The entire discussion that I can find in the IEA Report on the problem of need for massive amounts of very long duration storage consists of a chart and one paragraph of text on page 47. Here is the chart:
And the text:
Iron air and other battery technologies that potentially could enable the storage of electricity over longer durations measured in weeks, are still in their infancy. Currently it is not clear whether those technologies can be developed so as to provide what is required in a cost-efficient way. For even longer duration storage, such as seasonal storage, battery technologies are not fit for purpose, and other mechanical, e.g. pumped storage hydro, and chemical, e.g. hydrogen storage, technologies need to be deployed.
So 90 plus percent of the storage needed to back up the intermittently-supplied grid needs to be stored for months and years, but the only battery technologies that can even last for “weeks” are things that are “in their infancy” and where it is “not clear” that they can be provided in a “cost-efficient way.”
Overall, a shockingly inept and embarrassing piece of work from the IEA. Undoubtedly our government will react by piling forth a few more hundreds of billions of dollars to subsidize batteries to do a job for which they are completely “unsuitable.”
If we are to reach the lofty goals of windmill and solar farm driven energy sufficiency by 2030 or 2050 or whenever, battery storage of sufficient size to at least power a small city for days or weeks would have to be at least in a demonstration mode to show the feasibility of battery back supported grid. So far we haven’t seen anything bigger than Musk’s huge battery farms that supposedly could provide an hour or two of backup to the grid. In Australia one of these battery farms caught fire and burned for three days before being contained. The current capacity and reliability of the best battery technology is far from meeting these lofty goals in the even not too distant future.
“If we get to that point it is going to be mass starvation.
If we can’t get food to markets, and people don’t have money to buy that food, that is exactly what is going to happen.
I don’t think that is hyperbolic. People don’t realize how close we are to that in this country of 330 million people. They won’t be able to grow food.
Personal electricity consumption is going to be the least of anyone’s worries. It is going to be food and potable water.”
Yep, exactly right. This is where we are headed very soon and everyone is going to get caught with their pants down.
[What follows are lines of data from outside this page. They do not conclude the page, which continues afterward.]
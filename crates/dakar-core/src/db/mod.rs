pub mod migrations;
pub mod queries;

pub use migrations::apply_migrations;
pub use queries::RecordQueryBuilder;

use crate::{Category, DakarError, Result, ResultTable, VehicleRecord};
use chrono::{DateTime, Utc};
use serde::{Deserialize, Serialize};
use sqlx::sqlite::{SqliteConnectOptions, SqlitePool, SqliteRow};
use sqlx::{FromRow, Row};
use std::path::Path;
use std::str::FromStr;
use tracing::{debug, info};

/// A persisted listing together with the run timestamp it was saved under.
#[derive(Debug, Clone, PartialEq, Serialize, Deserialize)]
pub struct StoredRecord {
    pub id: i64,
    pub record: VehicleRecord,
    pub scraped_at: DateTime<Utc>,
}

impl<'r> FromRow<'r, SqliteRow> for StoredRecord {
    fn from_row(row: &'r SqliteRow) -> std::result::Result<Self, sqlx::Error> {
        Ok(StoredRecord {
            id: row.try_get("id")?,
            record: VehicleRecord {
                brand: row.try_get("brand")?,
                model: row.try_get("model")?,
                year: row.try_get("year")?,
                mileage: row.try_get("mileage")?,
                gearbox: row.try_get("gearbox")?,
                fuel_type: row.try_get("fuel_type")?,
                address: row.try_get("address")?,
                owner: row.try_get("owner")?,
                price: row.try_get("price")?,
            },
            scraped_at: row.try_get("scraped_at")?,
        })
    }
}

/// Append-only store with one table per category.
#[derive(Clone, Debug)]
pub struct Database {
    pool: SqlitePool,
}

impl Database {
    /// Opens the database, creating the file and its directory when missing.
    pub async fn new(db_path: impl AsRef<Path>) -> Result<Self> {
        let db_path = db_path.as_ref();
        // Ensure parent directory exists
        if let Some(parent) = db_path.parent() {
            if !parent.as_os_str().is_empty() {
                std::fs::create_dir_all(parent)?;
            }
        }

        Self::connect(db_path, true).await
    }

    /// Opens a database that must already exist. Read-only commands use this
    /// so a mistyped path fails instead of leaving an empty file behind.
    pub async fn open(db_path: impl AsRef<Path>) -> Result<Self> {
        let db_path = db_path.as_ref();
        if !db_path.is_file() {
            return Err(DakarError::DatabaseNotFound(db_path.display().to_string()));
        }

        Self::connect(db_path, false).await
    }

    async fn connect(db_path: &Path, create: bool) -> Result<Self> {
        let options = SqliteConnectOptions::from_str(&format!("sqlite:{}", db_path.display()))?
            .create_if_missing(create);
        let pool = SqlitePool::connect_with(options).await?;
        let db = Self { pool };

        // Bring older files up to the current schema
        db.migrate().await?;

        Ok(db)
    }

    pub async fn migrate(&self) -> Result<()> {
        debug!("Running database migrations");
        apply_migrations(&self.pool).await?;
        Ok(())
    }

    pub async fn get_applied_migrations(&self) -> Result<Vec<i32>> {
        Ok(migrations::get_applied_migrations(&self.pool).await?)
    }

    /// Rolls back every applied migration newer than `version`, newest first.
    pub async fn rollback(&self, version: i32) -> Result<()> {
        let mut applied = self.get_applied_migrations().await?;
        applied.sort_unstable_by(|a, b| b.cmp(a));
        for v in applied.into_iter().filter(|v| *v > version) {
            migrations::rollback_migration(&self.pool, v).await?;
        }
        Ok(())
    }

    /// Appends every row of `table` under a single run timestamp.
    pub async fn save_table(&self, table: &ResultTable) -> Result<DateTime<Utc>> {
        let scraped_at = Utc::now();
        self.save_table_at(table, scraped_at).await?;
        Ok(scraped_at)
    }

    pub async fn save_table_at(&self, table: &ResultTable, scraped_at: DateTime<Utc>) -> Result<u64> {
        let sql = format!(
            "INSERT INTO {} (
                brand, model, year, mileage, gearbox, fuel_type,
                address, owner, price, scraped_at
            ) VALUES (?, ?, ?, ?, ?, ?, ?, ?, ?, ?)",
            table.category.table_name()
        );

        // All rows of a run commit together
        let mut tx = self.pool.begin().await?;
        let mut inserted = 0;
        for record in table {
            inserted += sqlx::query(&sql)
                .bind(&record.brand)
                .bind(&record.model)
                .bind(&record.year)
                .bind(&record.mileage)
                .bind(&record.gearbox)
                .bind(&record.fuel_type)
                .bind(&record.address)
                .bind(&record.owner)
                .bind(&record.price)
                .bind(scraped_at)
                .execute(&mut *tx)
                .await?
                .rows_affected();
        }
        tx.commit().await?;

        info!("Saved {} {} records", inserted, table.category);
        Ok(inserted)
    }

    pub async fn list_records(
        &self,
        category: Category,
        brand: Option<&str>,
        limit: Option<i64>,
        offset: Option<i64>,
    ) -> Result<Vec<StoredRecord>> {
        RecordQueryBuilder::new(category)
            .with_brand(brand)
            .paginate(limit, offset)
            .execute(&self.pool)
            .await
    }

    pub async fn count_records(&self, category: Category) -> Result<i64> {
        let count = sqlx::query_scalar(&format!("SELECT COUNT(*) FROM {}", category.table_name()))
            .fetch_one(&self.pool)
            .await?;
        Ok(count)
    }

    /// Every stored row of a category, oldest first.
    pub async fn load_table(&self, category: Category) -> Result<ResultTable> {
        let rows = sqlx::query_as::<_, StoredRecord>(&format!(
            "SELECT * FROM {} ORDER BY id ASC",
            category.table_name()
        ))
        .fetch_all(&self.pool)
        .await?;

        // Drop ids and timestamps, keep insertion order
        Ok(ResultTable::from_records(
            category,
            rows.into_iter().map(|row| row.record).collect(),
        ))
    }
}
And Chikensoup, to answer your question we should be worried, we should be discussing this reality. But there are two problems. One half this country believe the lies about how a perfect utopia is being created, and the other half still insist “It will never happen here” like most of this board here.
Both are going to get caught with their pants down... Right now the folks who are ahead of the game are moving to the RV lifestyle with small scale solar and portable wind power. They will be able to live a better lifestyle than most, and will be able to chase resources as needed.
If one reads that article, and there is little in it that is surprising to me-it is there for all to see.
Everyone wants to kick it down the road.
Next election cycle.
Until their fat income stream disappears.
Until their lives end.
I am hoping my life ends before we see the fruit this insanity is going to bear, but unfortunately, unless I suffer trauma or get an unexpected health issue, I will probably live to see it.
It isn’t that I want to die. It is just that my time left on earth is likely a minor fraction of the life I have been fortunate enough to have lived to this point.
Oops! No gas at the gas stations because it isn't being produced, and the gas can't be transported there because there is no gas for the trucks. And no money to buy the gas when it gets there, unless you have gold or can barter.
I don't know if they are going to be able to chase the resources, though I like the idea.
I am beginning to wish I were more familiar with horses.
Maybe Biden could just get a law passed....or something.
“Oops! No gas at the gas stations because it isn’t being produced, and the gas can’t be transported there because there is no gas for the trucks.”
Yes you are right. It will indeed come to that point. But it will get bad for a long time before it gets to that point and you will still fare better than most. When it does come to that point we will be in caveman stage again anyhow. That is when you find a safer place to park with natural resources available for personal survival. You will still have shelter and minimal power at least and won’t have to live in a cave. And the industrius with mechanical knowledge will know how to make the vehicle run such as wood gas. Or even steam power. Just like third world countries there will be no EPA or Government regulations to worry about being enforced anymore anyhow.
Here is the perspective about horses. A small steam engine adapted into a vehicle is still enough power to move it along at 15 miles an hour in low gear. 15 miles an hour is still better than only 20 miles a day for a horse. :)
Here is a vehicle with only a 6.5 horsepower engine and it gets a hundred miles to the gallon. But it doesn’t go fast of course, but it goes...
A small wood fired steam engine could be adapted to do the same thing in any vehicle. I know your capabilities and knowledge so it would be no problem for those like us.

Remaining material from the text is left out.